I DID draw the graph, it does work--if $x < -\frac{1}{2}$ all values of y are positive. I don't need the part of the interval where the y values are negative. BUT, why can't I manipulate it algebraically? Was I supposed to multiply by a negative or something??

**Bacterius** · March 23rd 2010, 12:41 AM

Consider your quadratic equation :

$2x^2 - 7x - 4$

This can be factorized as :

$(2x + 1)(x - 4)$

Therefore your inequality becomes :

$(2x + 1)(x - 4) > 0$

In order for this inequality to hold, the factors need to have the same sign. Can you follow on ?

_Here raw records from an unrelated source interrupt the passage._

//! Transaction-inclusion lookups against a network's indexer, reached
//! through the relay. Indexers lag the chain, so an empty answer is retried
//! up to a fixed number of full round trips with no delay in between.

use crate::rpc::error::ProviderError;
use crate::rpc::well_known::{POLKADOT_MAINNET, XX_MAINNET};
use crate::runtime::config::DEFAULT_INDEXER_ATTEMPTS;
use crate::transport::client::RelayClient;
use anyhow::{Context, Result};
use chrono::{DateTime, Utc};
use serde::{Deserialize, Serialize};
use serde_json::Value;

const FLAT_LIST_QUERY: &str = r#"
query MyQuery($hash: String = "") {
  extrinsic(where: {hash: {_eq: $hash}}) {
    block_number
    timestamp
  }
}
"#;

const EDGE_GRAPH_QUERY: &str = r#"
query MyQuery($hash: String = "") {
  extrinsicsConnection(orderBy: id_ASC, where: {hash_eq: $hash}) {
    edges {
      node {
        block {
          height
          timestamp
        }
      }
    }
  }
}
"#;

/// Where and when a transaction was included.
#[derive(Debug, Clone, Copy, PartialEq, Eq)]
pub struct Inclusion {
    pub height: u64,
    pub timestamp: DateTime<Utc>,
}

/// Response layout of a network's indexer.
#[derive(Debug, Clone, Copy, PartialEq, Eq)]
pub enum IndexerSchema {
    /// `data.extrinsic[]` rows carrying `block_number` and `timestamp`.
    FlatList,
    /// `data.extrinsicsConnection.edges[].node.block` with `height` and `timestamp`.
    EdgeGraph,
}

impl IndexerSchema {
    pub fn for_network(network: &str) -> Option<Self> {
        match network {
            XX_MAINNET => Some(Self::FlatList),
            POLKADOT_MAINNET => Some(Self::EdgeGraph),
            _ => None,
        }
    }

    pub fn query(&self) -> &'static str {
        match self {
            Self::FlatList => FLAT_LIST_QUERY,
            Self::EdgeGraph => EDGE_GRAPH_QUERY,
        }
    }

    pub fn parse(&self, response: &Value) -> Result<Inclusion, ProviderError> {
        match self {
            Self::FlatList => {
                let response: GraphQlResponse<FlatListData> = from_value(response)?;
                let row = response
                    .data
                    .extrinsic
                    .into_iter()
                    .next()
                    .ok_or_else(|| ProviderError::not_found("indexer returned no extrinsic"))?;
                Ok(Inclusion {
                    height: row.block_number,
                    timestamp: row.timestamp.to_utc()?,
                })
            }
            Self::EdgeGraph => {
                let response: GraphQlResponse<EdgeGraphData> = from_value(response)?;
                let edge = response
                    .data
                    .extrinsics_connection
                    .edges
                    .into_iter()
                    .next()
                    .ok_or_else(|| ProviderError::not_found("indexer returned no extrinsic"))?;
                Ok(Inclusion {
                    height: edge.node.block.height,
                    timestamp: edge.node.block.timestamp.to_utc()?,
                })
            }
        }
    }
}

/// Relay route of a network's indexer: `/xx/mainnet` maps to `/xx/indexer`.
pub fn indexer_route(network: &str) -> String {
    network.replacen("mainnet", "indexer", 1)
}

#[derive(Serialize)]
struct IndexerQuery<'a> {
    query: &'a str,
    variables: QueryVariables<'a>,
}

#[derive(Serialize)]
struct QueryVariables<'a> {
    hash: &'a str,
}

#[derive(Deserialize)]
struct GraphQlResponse<T> {
    data: T,
}

#[derive(Deserialize)]
struct FlatListData {
    extrinsic: Vec<FlatListRow>,
}

#[derive(Deserialize)]
struct FlatListRow {
    block_number: u64,
    timestamp: RawTimestamp,
}

#[derive(Deserialize)]
#[serde(rename_all = "camelCase")]
struct EdgeGraphData {
    extrinsics_connection: EdgeConnection,
}

#[derive(Deserialize)]
struct EdgeConnection {
    edges: Vec<Edge>,
}

#[derive(Deserialize)]
struct Edge {
    node: EdgeNode,
}

#[derive(Deserialize)]
struct EdgeNode {
    block: EdgeBlock,
}

#[derive(Deserialize)]
struct EdgeBlock {
    height: u64,
    timestamp: RawTimestamp,
}

/// Indexers report either epoch milliseconds or an RFC 3339 string.
#[derive(Deserialize)]
#[serde(untagged)]
enum RawTimestamp {
    Millis(i64),
    Text(String),
}

impl RawTimestamp {
    fn to_utc(&self) -> Result<DateTime<Utc>, ProviderError> {
        match self {
            RawTimestamp::Millis(millis) => millis_to_utc(*millis),
            RawTimestamp::Text(text) => match DateTime::parse_from_rfc3339(text) {
                Ok(parsed) => Ok(parsed.with_timezone(&Utc)),
                Err(err) => match text.parse::<i64>() {
                    Ok(millis) => millis_to_utc(millis),
                    Err(_) => Err(ProviderError::decode(format!(
                        "invalid indexer timestamp {text:?}: {err}"
                    ))),
                },
            },
        }
    }
}

fn millis_to_utc(millis: i64) -> Result<DateTime<Utc>, ProviderError> {
    DateTime::from_timestamp_millis(millis)
        .ok_or_else(|| ProviderError::decode(format!("indexer timestamp {millis} out of range")))
}

fn from_value<T: for<'de> Deserialize<'de>>(response: &Value) -> Result<T, ProviderError> {
    T::deserialize(response)
        .map_err(|err| ProviderError::decode(format!("unexpected indexer response: {err}")))
}

/// Looks up `tx_hash` on `network`'s indexer with the default attempt bound.
pub async fn fetch_inclusion(network: &str, tx_hash: &str, client: &RelayClient) -> Result<Inclusion> {
    fetch_inclusion_with_attempts(network, tx_hash, client, DEFAULT_INDEXER_ATTEMPTS).await
}

/// Sends the inclusion query up to `attempts` times, retrying only when the
/// reply cannot be parsed. Relay and transport failures end the lookup at once.
pub async fn fetch_inclusion_with_attempts(
    network: &str,
    tx_hash: &str,
    client: &RelayClient,
    attempts: usize,
) -> Result<Inclusion> {
    let schema = IndexerSchema::for_network(network).ok_or_else(|| {
        ProviderError::UnsupportedNetwork {
            network: network.to_owned(),
        }
    })?;

    let payload = serde_json::to_vec(&IndexerQuery {
        query: schema.query(),
        variables: QueryVariables { hash: tx_hash },
    })
    .context("failed to encode indexer query")?;

    let route = indexer_route(network);
    let attempts = attempts.max(1);
    let mut attempt = 0;

    loop {
        attempt += 1;
        let (response, _) = client.request(&route, &payload).await?;

        match schema.parse(&response) {
            Ok(inclusion) => {
                tracing::debug!(
                    attempt,
                    network,
                    tx_hash,
                    height = inclusion.height,
                    "indexer reported transaction inclusion"
                );
                return Ok(inclusion);
            }
            Err(err) if err.is_parse_failure() && attempt < attempts => {
                tracing::warn!(
                    attempt,
                    network,
                    route = %route,
                    error = %err,
                    "indexer has not caught up; retrying"
                );
            }
            Err(err) => {
                tracing::error!(
                    attempt,
                    network,
                    tx_hash,
                    error = %err,
                    "indexer lookup exhausted retries"
                );
                return Err(err.into());
            }
        }
    }
}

**donnagirl** · March 23rd 2010, 12:44 AM

Originally Posted by Bacterius

...
In order for this inequality to hold, the factors need to have the same sign. Can you follow on ?

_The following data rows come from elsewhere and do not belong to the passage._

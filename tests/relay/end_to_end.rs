use std::sync::Arc;
use std::time::Duration;

use crate::support::{
    helpers::{init_tracing, provider, provider_error, POLKADOT, XX},
    mock_relay::{IndexerReply, MockRelay},
};
use anyhow::Result;
use mixrpc::{
    spawn_stats_reporter, ConnectionState, ProviderError, RpcProvider,
};
use serde_json::json;
use tokio::time::timeout;
use tokio_util::sync::CancellationToken;

const RELAY: &[u8] = b"relay-R";
const TX_HASH: &str = "0xabc123";

#[tokio::test]
async fn submit_and_track_transaction() -> Result<()> {
    init_tracing();
    let relay = MockRelay::new(RELAY, &[XX, POLKADOT]);
    relay.answer("author_submitExtrinsic", json!(TX_HASH));
    relay.push_indexer(IndexerReply::Json(json!({
        "data": {"extrinsic": [{"block_number": 12345, "timestamp": 1_700_000_000_000i64}]}
    })));

    let provider = provider(relay.clone(), RELAY, XX, 3);
    provider.connect().await?;
    assert_eq!(provider.state(), ConnectionState::Connected);
    assert_eq!(provider.supported_networks(), vec![XX.to_string(), POLKADOT.to_string()]);

    let chain = provider.send("system_chain", vec![], true).await?;
    assert_eq!(chain, json!("xx network"));
    assert_eq!(provider.stats().total.bytes_sent, 0);
    assert!(relay.posts().is_empty());

    let hash = provider
        .send("author_submitExtrinsic", vec![json!("0xdeadbeef")], false)
        .await?;
    assert_eq!(hash, json!(TX_HASH));
    assert_eq!(relay.posts(), vec![XX.to_string()]);

    let inclusion = provider.fetch_inclusion(TX_HASH).await?;
    assert_eq!(inclusion.height, 12345);
    assert_eq!(inclusion.timestamp.timestamp_millis(), 1_700_000_000_000);
    assert_eq!(relay.posts(), vec![XX.to_string(), "/xx/indexer".to_string()]);

    assert!(relay.sessions().iter().all(|session| *session == 7));

    let stats = provider.stats();
    assert_eq!(stats.total.requests, 2);
    assert_eq!(stats.total.errors, 0);
    assert_eq!(stats.active.requests, 0);
    Ok(())
}

#[tokio::test]
async fn rpc_error_reply_keeps_code_and_message() -> Result<()> {
    init_tracing();
    let relay = MockRelay::new(RELAY, &[XX]);
    let provider = provider(relay.clone(), RELAY, XX, 3);
    provider.connect().await?;

    let err = provider
        .send("chain_getFinalizedHead", vec![], false)
        .await
        .unwrap_err();
    match provider_error(&err) {
        ProviderError::Rpc { code, message } => {
            assert_eq!(*code, -32601);
            assert_eq!(message, "Method not found");
        }
        other => panic!("unexpected error {other:?}"),
    }
    assert_eq!(format!("{err}"), "-32601: Method not found");
    assert_eq!(provider.stats().total.errors, 1);
    Ok(())
}

#[tokio::test]
async fn unreachable_relay_fails_connect() -> Result<()> {
    init_tracing();
    let relay = MockRelay::new(RELAY, &[XX]);
    let provider = provider(relay.clone(), b"some-other-relay", XX, 3);

    let err = provider.connect().await.unwrap_err();
    assert!(matches!(provider_error(&err), ProviderError::Transport { .. }));
    assert_eq!(provider.state(), ConnectionState::Disconnected);

    let err = provider
        .send("chain_getHeader", vec![], false)
        .await
        .unwrap_err();
    assert_eq!(provider_error(&err), &ProviderError::NotConnected);
    Ok(())
}

#[tokio::test]
async fn polkadot_well_known_answers_before_connect() -> Result<()> {
    init_tracing();
    let relay = MockRelay::new(RELAY, &[POLKADOT]);
    let provider = provider(relay.clone(), RELAY, POLKADOT, 3);

    let genesis = provider
        .send("chain_getBlockHash", vec![json!(0)], false)
        .await?;
    assert_eq!(
        genesis,
        json!("0x91b171bb158e2d3848fa23a9f1c25182fb8e20313b2c1eb49219da7a70ce90c3")
    );

    let properties = provider.send("system_properties", vec![], false).await?;
    assert_eq!(properties["tokenSymbol"], json!("DOT"));

    let err = provider
        .send("chain_getBlockHash", vec![json!(1)], false)
        .await
        .unwrap_err();
    assert_eq!(provider_error(&err), &ProviderError::NotConnected);
    assert!(relay.posts().is_empty());
    Ok(())
}

#[tokio::test]
async fn provider_works_behind_trait_object() -> Result<()> {
    init_tracing();
    let relay = MockRelay::new(RELAY, &[XX]);
    relay.answer("chain_getHeader", json!({"number": "0x10"}));

    let provider: Arc<dyn RpcProvider> = Arc::new(provider(relay.clone(), RELAY, XX, 3));
    provider.connect().await?;
    assert!(provider.is_connected());

    let calls = (0..4).map(|_| provider.send("chain_getHeader", vec![], true));
    for header in futures::future::join_all(calls).await {
        assert_eq!(header?["number"], json!("0x10"));
    }
    assert_eq!(relay.posts().len(), 1);
    assert_eq!(provider.stats().total.cached, 3);

    provider.disconnect().await?;
    assert!(!provider.is_connected());
    Ok(())
}

#[tokio::test]
async fn stats_reporter_follows_provider_traffic() -> Result<()> {
    init_tracing();
    let relay = MockRelay::new(RELAY, &[XX]);
    relay.answer("system_health", json!({"peers": 3}));
    let provider = provider(relay, RELAY, XX, 3);
    provider.connect().await?;

    let shutdown = CancellationToken::new();
    let reporter = spawn_stats_reporter(
        provider.stats_tracker(),
        shutdown.clone(),
        Duration::from_millis(5),
    );

    provider.send("system_health", vec![], false).await?;
    tokio::time::sleep(Duration::from_millis(20)).await;

    shutdown.cancel();
    timeout(Duration::from_secs(1), reporter).await??;
    assert_eq!(provider.stats().total.requests, 1);
    Ok(())
}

Not sure what you mean?? That's the same setup I have..yet I got $x > 4, x > -\frac{1}{2}$ . Why is it failing algebraically?

**Bacterius** · March 23rd 2010, 01:07 AM

It is not failing, you are just not going to the end of things. I would draw a sign table :

$\begin{array}{|l|l|} \hline x & -\infty \ \ \ \frac{-1}{2} \ \ \ \ \ \ 4 \ \ \ +\infty \\ \hline 2x + 1 & \ \ - \ \ \ \ \ 0 \ \ + \ \ | \ \ \ \ + \ \ \ \ \ \\ \hline x - 4 & \ \ - \ \ \ \ \ | \ \ \ - \ \ 0 \ \ \ + \ \ \ \ \\ \hline (2x + 1)(x - 4) & \ \ + \ \ \ \ \ 0 \ \ - \ \ 0 \ \ \ + \ \ \ \ \\ \hline \end{array}$

And you get the correct answer $x < \frac{-1}{2}$ and $x > 4$ .

This is how I was taught to do it, makes it a lot easier to visualize

That table was a pain to build.

*PS* : you can achieve the same result using algebra but I forgot how

**donnagirl** · March 23rd 2010, 01:17 AM

Now THAT makes sense! Thanks for your hard work on it Bacterius

I appreciate it!

**Bacterius** · March 23rd 2010, 01:19 AM

Originally Posted by donnagirl

Now THAT makes sense! Thanks for your hard work on it Bacterius

I appreciate it!

It was my pleasure

**mr fantastic** · March 23rd 2010, 02:27 AM

Originally Posted by donnagirl

Now THAT makes sense! Thanks for your hard work on it Bacterius

I appreciate it!

If you had said in the first place that you wanted an algebraic approach rather than a graphical approach (the latter is superior in my opinion, by the way) less time and effort would have been wasted here.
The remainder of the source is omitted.